Mind Your Spectra: Points to be Aware of When Validating the Identification of Isobaric Histone Peptidoforms

Mass spectrometry has become central to identifying and quantifying histone post-translational modifications (PTMs), surpassing limitations of antibody-based methods. Histones are dynamically modified by multiple structures, especially at lysine residues on their N-terminal tails, to regulate DNA-templated processes. Reliable identification of histone PTMs remains challenging and still requires manual curation. This study focused on the Lys27-Arg40 stretch of histone H3, considered four sequence variants, an increasing number of lysine PTMs and artifacts coming from histone sample processing, which resulted in many isobaric peptides.

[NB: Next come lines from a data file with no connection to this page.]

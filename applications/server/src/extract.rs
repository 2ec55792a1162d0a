/// Request extractors with JSON error bodies
use crate::error::ServerError;
use axum::{
    async_trait,
    extract::{rejection::JsonRejection, FromRequest, Request},
    Json,
};
use serde::de::DeserializeOwned;

/// `Json<T>` whose rejections answer 400 with an `{"error": ...}` body
#[derive(Debug, Clone, Copy, Default)]
pub struct ApiJson<T>(pub T);

#[async_trait]
impl<T, S> FromRequest<S> for ApiJson<T>
where
    T: DeserializeOwned,
    S: Send + Sync,
{
    type Rejection = ServerError;

    async fn from_request(req: Request, state: &S) -> Result<Self, Self::Rejection> {
        let Json(value) = Json::<T>::from_request(req, state).await?;
        Ok(Self(value))
    }
}

impl From<JsonRejection> for ServerError {
    fn from(rejection: JsonRejection) -> Self {
        ServerError::BadRequest(rejection.body_text())
    }
}
/// Harmony Server - playlist and streaming API
use clap::{Parser, Subcommand};
use harmony_core::types::CreateUser;
use harmony_server::{
    config::ServerConfig,
    create_router,
    services::{AuthService, FileStorage},
    state::AppState,
};
use std::{
    net::SocketAddr,
    path::{Path, PathBuf},
    sync::Arc,
};
use tracing_subscriber::{layer::SubscriberExt, util::SubscriberInitExt};

#[derive(Parser)]
#[command(name = "harmony-server")]
#[command(about = "Harmony playlist and streaming server", long_about = None)]
struct Cli {
    /// Configuration file path
    #[arg(short, long, global = true, env = "HARMONY_CONFIG", default_value = "config.toml")]
    config: PathBuf,

    #[command(subcommand)]
    command: Commands,
}

#[derive(Subcommand)]
enum Commands {
    /// Start the HTTP server
    Serve,
    /// Create a new user
    AddUser {
        /// Username
        #[arg(short, long)]
        username: String,
        /// Email address (used to log in)
        #[arg(short, long)]
        email: String,
        /// Password
        #[arg(short, long)]
        password: String,
    },
    /// List all users
    ListUsers,
}

#[tokio::main]
async fn main() -> anyhow::Result<()> {
    tracing_subscriber::registry()
        .with(
            tracing_subscriber::EnvFilter::try_from_default_env().unwrap_or_else(|_| {
                "harmony_server=info,harmony_storage=info,tower_http=info".into()
            }),
        )
        .with(tracing_subscriber::fmt::layer())
        .init();

    let cli = Cli::parse();

    match cli.command {
        Commands::Serve => serve(&cli.config).await?,
        Commands::AddUser {
            username,
            email,
            password,
        } => add_user(&cli.config, username, email, &password).await?,
        Commands::ListUsers => list_users(&cli.config).await?,
    }

    Ok(())
}

async fn serve(config_path: &Path) -> anyhow::Result<()> {
    let config = ServerConfig::load_from(config_path)?;
    config.validate()?;

    tracing::info!("Starting Harmony Server");
    tracing::info!("Host: {}", config.server.host);
    tracing::info!("Port: {}", config.server.port);

    let pool = harmony_storage::connect(&config.storage.database_url).await?;
    tracing::info!("Database connected");

    let file_storage = FileStorage::new(config.storage.media_path.clone());
    file_storage.initialize().await?;
    tracing::info!(path = %config.storage.media_path.display(), "File storage initialized");

    let auth_service = Arc::new(auth_service(&config));

    let app_state = AppState::new(pool, auth_service, Arc::new(file_storage));
    let app = create_router(app_state);

    let addr = SocketAddr::from((
        config.server.host.parse::<std::net::IpAddr>()?,
        config.server.port,
    ));

    tracing::info!("Server listening on {}", addr);

    let listener = tokio::net::TcpListener::bind(addr).await?;
    axum::serve(listener, app)
        .with_graceful_shutdown(shutdown_signal())
        .await?;

    Ok(())
}

async fn shutdown_signal() {
    if let Err(e) = tokio::signal::ctrl_c().await {
        tracing::error!("Failed to listen for shutdown signal: {}", e);
        std::future::pending::<()>().await;
    }
    tracing::info!("Shutting down");
}

fn auth_service(config: &ServerConfig) -> AuthService {
    AuthService::new(
        config.auth.jwt_secret.clone(),
        config.auth.jwt_expiration_hours,
        config.auth.jwt_refresh_expiration_days,
    )
}

async fn add_user(
    config_path: &Path,
    username: String,
    email: String,
    password: &str,
) -> anyhow::Result<()> {
    let config = ServerConfig::load_from(config_path)?;
    let pool = harmony_storage::connect(&config.storage.database_url).await?;

    let password_hash = auth_service(&config).hash_password(password)?;
    let user = harmony_storage::users::create(
        &pool,
        CreateUser {
            username,
            email,
            password_hash,
        },
    )
    .await?;

    println!("Created user {} ({}) with id {}", user.username, user.email, user.id);

    Ok(())
}

async fn list_users(config_path: &Path) -> anyhow::Result<()> {
    let config = ServerConfig::load_from(config_path)?;
    let pool = harmony_storage::connect(&config.storage.database_url).await?;

    let users = harmony_storage::users::get_all(&pool).await?;

    println!("Users:");
    for user in users {
        println!("  {} - {} <{}>", user.id, user.username, user.email);
    }

    Ok(())
}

Our analysis revealed the value of low-mass b1 and cyclic immonium fragment ions to validate identification of the distinct peptidoforms. We examined how MS/MS spectra are transformed by common identification software during the conversion of raw files into peak lists, and highlighted how some parameters may erase the informative low-mass fragments. We targeted the detection of 40 H3 K27-R40 variant × PTM combinations, including the mouse-specific variants H3mm7 and H3mm13, in histone samples extracted from mouse testis and brain via a parallel reaction monitoring analysis. We only detected very low levels of unmodified H3mm7. Our work contributes to reliably deciphering the histone code shaped by distinct sequence variants and numerous combinations of PTMs.